To secure their firms’ futures, thoughtful partners will accept modest reductions from the staggering personal incomes that they’ve enjoyed in recent years. Those willing to make the investment will reap great dividends. Large firms depend uniquely on the wisdom, judgment, and intelligence of their attorneys. The best new graduates will flock to firms cherishing values consistent with a satisfying career, even if it means less money (although in the long-run, it probably won’t).

As for the rest? Much of big law will continue pursuing the highest short-term dollar — wherever it is and whatever its cost to others, their institutions, or the profession. Such is the power of greed. But those who measure everything they value risk creating an unpleasant world in which they value only what they measure.

1 thought on “MEASURING VALUES

  1. Once again, you introduce a much-needed voice of humanity into the chaotic law-biz evolution debate.

    I bet it would be interesting if BigLaw partners were to answer a simple question honestly: “Do you feel like a partner?” Not, “Do you feel like an equity shareholder,” a purely economic consideration, but “partner,” which is an emotional one.

    As for creating legitimate career paths, I can’t help but invoke the IT industry’s solution. In an earlier career, I spent most of ten years recruiting in IT and, as a result of that experience and the past twenty years coaching lawyers, I’ll posit that lawyers are similar to programmers, system analysts and engineers: they’re scientists at heart. Many enjoy the science of IT or law more than they enjoy the business of IT or law. In my (admittedly unlettered) observation, they seem to share appreciation for the intellectual rigor, the rule-based reasoning, the innate orderliness of the underlying discipline.

    The parallels continue as programmers and lawyers each become proficient in their respective science. To increase their responsibility, income and stature, both must add additional capabilities and contributions. Often, that takes the form of task- or matter leadership, progresses to leading a project or case, and then to where one is mostly managing people. Such an evolution satisfies the need for career advancement, but many who retain their love for the science dislike the degree to which such advancement increasingly removes them from it. “I like writing code.” “I like practicing law.”
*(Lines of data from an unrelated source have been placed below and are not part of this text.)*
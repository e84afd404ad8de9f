// Copyright 2024 Kore Ledger
// SPDX-License-Identifier: AGPL-3.0-or-later

//! # SQL statements.
//!
//! Builds parameterised SQL (SQLite dialect) for a model. Identifiers come from the model
//! definition and are quoted; every value is bound as a parameter.

use serde_json::Value;

use crate::{
    error::EazyError,
    model::{Column, FieldKind, ModelDef, SqlParam, PRIMARY_KEY},
    utils::quote,
};

use super::{Comparison, Condition, Filter, SortKey, Window};

/// SQL text with its positional parameters.
#[derive(Debug, Clone, PartialEq)]
pub struct Statement {
    pub sql: String,
    pub params: Vec<SqlParam>,
}

/// Filter selecting the record with primary key `id`.
pub fn by_id(id: i64) -> Filter {
    Filter::Condition(Condition {
        column: PRIMARY_KEY.to_owned(),
        comparison: Comparison::Eq,
        value: Value::from(id),
    })
}

/// `SELECT` of every column.
pub fn select(
    model: &ModelDef,
    filter: Option<&Filter>,
    sort: &[SortKey],
    window: Option<Window>,
) -> Result<Statement, EazyError> {
    let columns: Vec<String> = model.columns().map(|c| quote(c.name())).collect();
    let mut sql = format!(
        "SELECT {} FROM {}",
        columns.join(", "),
        quote(&model.table_name())
    );
    let mut params = vec![];
    push_where(model, filter, &mut sql, &mut params)?;
    if !sort.is_empty() {
        let keys = sort
            .iter()
            .map(|key| order_term(model, key))
            .collect::<Result<Vec<_>, _>>()?;
        sql.push_str(" ORDER BY ");
        sql.push_str(&keys.join(", "));
    }
    if let Some(window) = window {
        sql.push_str(" LIMIT ? OFFSET ?");
        params.push(SqlParam::Integer(clamp(window.limit)));
        params.push(SqlParam::Integer(clamp(window.offset)));
    }
    Ok(Statement { sql, params })
}

/// `SELECT COUNT(*)`.
pub fn count(model: &ModelDef, filter: Option<&Filter>) -> Result<Statement, EazyError> {
    let mut sql = format!("SELECT COUNT(*) FROM {}", quote(&model.table_name()));
    let mut params = vec![];
    push_where(model, filter, &mut sql, &mut params)?;
    Ok(Statement { sql, params })
}

/// `SELECT EXISTS(...)`.
pub fn exists(model: &ModelDef, filter: Option<&Filter>) -> Result<Statement, EazyError> {
    let mut inner = format!("SELECT 1 FROM {}", quote(&model.table_name()));
    let mut params = vec![];
    push_where(model, filter, &mut inner, &mut params)?;
    Ok(Statement {
        sql: format!("SELECT EXISTS({inner})"),
        params,
    })
}

/// `INSERT` of already encoded values.
pub fn insert(model: &ModelDef, values: Vec<(String, SqlParam)>) -> Statement {
    let table = quote(&model.table_name());
    if values.is_empty() {
        return Statement {
            sql: format!("INSERT INTO {table} DEFAULT VALUES"),
            params: vec![],
        };
    }
    let (columns, params): (Vec<String>, Vec<SqlParam>) = values
        .into_iter()
        .map(|(column, value)| (quote(&column), value))
        .unzip();
    let placeholders = vec!["?"; columns.len()].join(", ");
    Statement {
        sql: format!(
            "INSERT INTO {table} ({}) VALUES ({placeholders})",
            columns.join(", ")
        ),
        params,
    }
}

/// `UPDATE` of already encoded values on the records matching `filter`.
pub fn update(
    model: &ModelDef,
    changes: Vec<(String, SqlParam)>,
    filter: Option<&Filter>,
) -> Result<Statement, EazyError> {
    if changes.is_empty() {
        return Err(EazyError::validation("No fields to update"));
    }
    let mut assignments = Vec::with_capacity(changes.len());
    let mut params = Vec::with_capacity(changes.len());
    for (column, value) in changes {
        assignments.push(format!("{} = ?", quote(&column)));
        params.push(value);
    }
    let mut sql = format!(
        "UPDATE {} SET {}",
        quote(&model.table_name()),
        assignments.join(", ")
    );
    push_where(model, filter, &mut sql, &mut params)?;
    Ok(Statement { sql, params })
}

/// `DELETE` of the records matching `filter`.
pub fn delete(model: &ModelDef, filter: Option<&Filter>) -> Result<Statement, EazyError> {
    let mut sql = format!("DELETE FROM {}", quote(&model.table_name()));
    let mut params = vec![];
    push_where(model, filter, &mut sql, &mut params)?;
    Ok(Statement { sql, params })
}

fn push_where(
    model: &ModelDef,
    filter: Option<&Filter>,
    sql: &mut String,
    params: &mut Vec<SqlParam>,
) -> Result<(), EazyError> {
    if let Some(filter) = filter.filter(|filter| !filter.is_empty()) {
        if let Some(clause) = compile(model, filter, params)? {
            sql.push_str(" WHERE ");
            sql.push_str(&clause);
        }
    }
    Ok(())
}

fn compile(
    model: &ModelDef,
    filter: &Filter,
    params: &mut Vec<SqlParam>,
) -> Result<Option<String>, EazyError> {
    match filter {
        Filter::And(children) => join(model, children, false, params),
        Filter::Or(children) => join(model, children, true, params),
        Filter::Condition(condition) => condition_sql(model, condition, params).map(Some),
    }
}

fn join(
    model: &ModelDef,
    children: &[Filter],
    disjunction: bool,
    params: &mut Vec<SqlParam>,
) -> Result<Option<String>, EazyError> {
    let mut clauses = vec![];
    let mut bound = vec![];
    let mut unrestricted = false;
    for child in children {
        match compile(model, child, &mut bound)? {
            Some(clause) => clauses.push(clause),
            None => unrestricted = true,
        }
    }
    // One unrestricted branch makes the whole disjunction match everything.
    if unrestricted && disjunction {
        return Ok(None);
    }
    params.append(&mut bound);
    let separator = if disjunction { " OR " } else { " AND " };
    Ok(match clauses.len() {
        0 => None,
        1 => clauses.pop(),
        _ => Some(format!("({})", clauses.join(separator))),
    })
}

fn condition_sql(
    model: &ModelDef,
    condition: &Condition,
    params: &mut Vec<SqlParam>,
) -> Result<String, EazyError> {
    let column = resolve(model, &condition.column)?;
    let name = quote(column.name());
    let value = &condition.value;
    let operator = match condition.comparison {
        Comparison::Eq if value.is_null() => return Ok(format!("{name} IS NULL")),
        Comparison::Ne if value.is_null() => return Ok(format!("{name} IS NOT NULL")),
        Comparison::Ne => {
            params.push(operand(column, value));
            return Ok(format!("({name} <> ? OR {name} IS NULL)"));
        }
        Comparison::In | Comparison::Nin => {
            let negated = condition.comparison == Comparison::Nin;
            let key = if negated { "$nin" } else { "$in" };
            let items = value.as_array().ok_or_else(|| {
                EazyError::invalid_query(format!("Value for {key} should be of type list"))
            })?;
            if items.is_empty() {
                return Ok(if negated { "1 = 1" } else { "0 = 1" }.to_owned());
            }
            let has_null = items.iter().any(Value::is_null);
            let values: Vec<&Value> = items.iter().filter(|item| !item.is_null()).collect();
            if values.is_empty() {
                return Ok(if negated {
                    format!("{name} IS NOT NULL")
                } else {
                    format!("{name} IS NULL")
                });
            }
            params.extend(values.iter().map(|item| operand(column, item)));
            let placeholders = vec!["?"; values.len()].join(", ");
            return Ok(match (negated, has_null) {
                (true, true) => {
                    format!("({name} NOT IN ({placeholders}) AND {name} IS NOT NULL)")
                }
                (true, false) => format!("({name} NOT IN ({placeholders}) OR {name} IS NULL)"),
                (false, true) => format!("({name} IN ({placeholders}) OR {name} IS NULL)"),
                (false, false) => format!("{name} IN ({placeholders})"),
            });
        }
        _ if value.is_null() => {
            return Err(EazyError::invalid_query(format!(
                "Cannot compare {} with null",
                condition.column
            )))
        }
        Comparison::Eq => "=",
        Comparison::Gt => ">",
        Comparison::Gte => ">=",
        Comparison::Lt => "<",
        Comparison::Lte => "<=",
    };
    params.push(operand(column, value));
    Ok(format!("{name} {operator} ?"))
}

fn order_term(model: &ModelDef, key: &SortKey) -> Result<String, EazyError> {
    let column = resolve(model, key.column())?;
    let direction = if key.descending { "DESC" } else { "ASC" };
    let subkeys = &key.path[1..];
    if subkeys.is_empty() {
        return Ok(format!("{} {direction}", quote(column.name())));
    }
    if column.kind() != FieldKind::Json {
        return Err(EazyError::invalid_query(format!(
            "Field {} of model {} has no subkeys",
            column.name(),
            model.name
        )));
    }
    Ok(format!(
        "json_extract({}, '$.{}') {direction}",
        quote(column.name()),
        subkeys.join(".")
    ))
}

fn resolve<'a>(model: &'a ModelDef, name: &str) -> Result<Column<'a>, EazyError> {
    model.column(name).ok_or_else(|| {
        EazyError::invalid_query(format!("Unknown field {name} for model {}", model.name))
    })
}

/// JSON columns compare against the stored JSON text.
fn operand(column: Column<'_>, value: &Value) -> SqlParam {
    match (column.kind(), value) {
        (_, Value::Null) => SqlParam::Null,
        (FieldKind::Json, value) => SqlParam::Text(value.to_string()),
        (_, value) => SqlParam::from_json(value),
    }
}

fn clamp(value: u64) -> i64 {
    i64::try_from(value).unwrap_or(i64::MAX)
}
    By “the IT industry,” I refer to the companies who create, sell and support technology — not the companies who are consumers of technology. They are analogous to law firms vs. corporate law departments.

    IT’s answer was, after someone established themselves as credible in the core technology, to offer three primary paths: technology development, marketing and sales, and management. Within each of those, there are degrees of management, etc., but the point is that a hard-core techie can remain such for life and be valued, compensated and appreciated. He’s not compared to the marketing/sales folks, nor expected to be one part-time. Likewise, he’s not expected to run the team, department or company along with accomplishing technical goals. Some techies like that combo, but if you don’t, you can remain a purely technical producer for life.

    Law firms need similar division of labor.

    IMHO, the current arrangement, in which lawyers, particularly partners, are expected to practice law, generate business, manage clients, help run the firm, and develop young talent — is patently insane. No one has that many skill sets or energy, or could possibly be sufficiently interested in so many different disciplines. In some ways, this structure not only serves lawyers and firms poorly, but insults everyone who is a true professional in any one of these disciplines, suggesting as it does that any dilettante can perform them credibly without training or experience.

    Would you allow a dilettante surgeon, squeezing you in between three other, unrelated tasks, to cut you open?

    The Gallup Organization’s research into employee satisfaction shows that the number one satisfaction criterion is being good at one’s job. How simple is that? People want to be good at what they do. When they’re not, they’re anxious and unhappy. They further showed that the only successful model is aligning people’s jobs with their strengths. Until the law biz starts moving down that road, they’ll struggle to make much progress against the current malaise.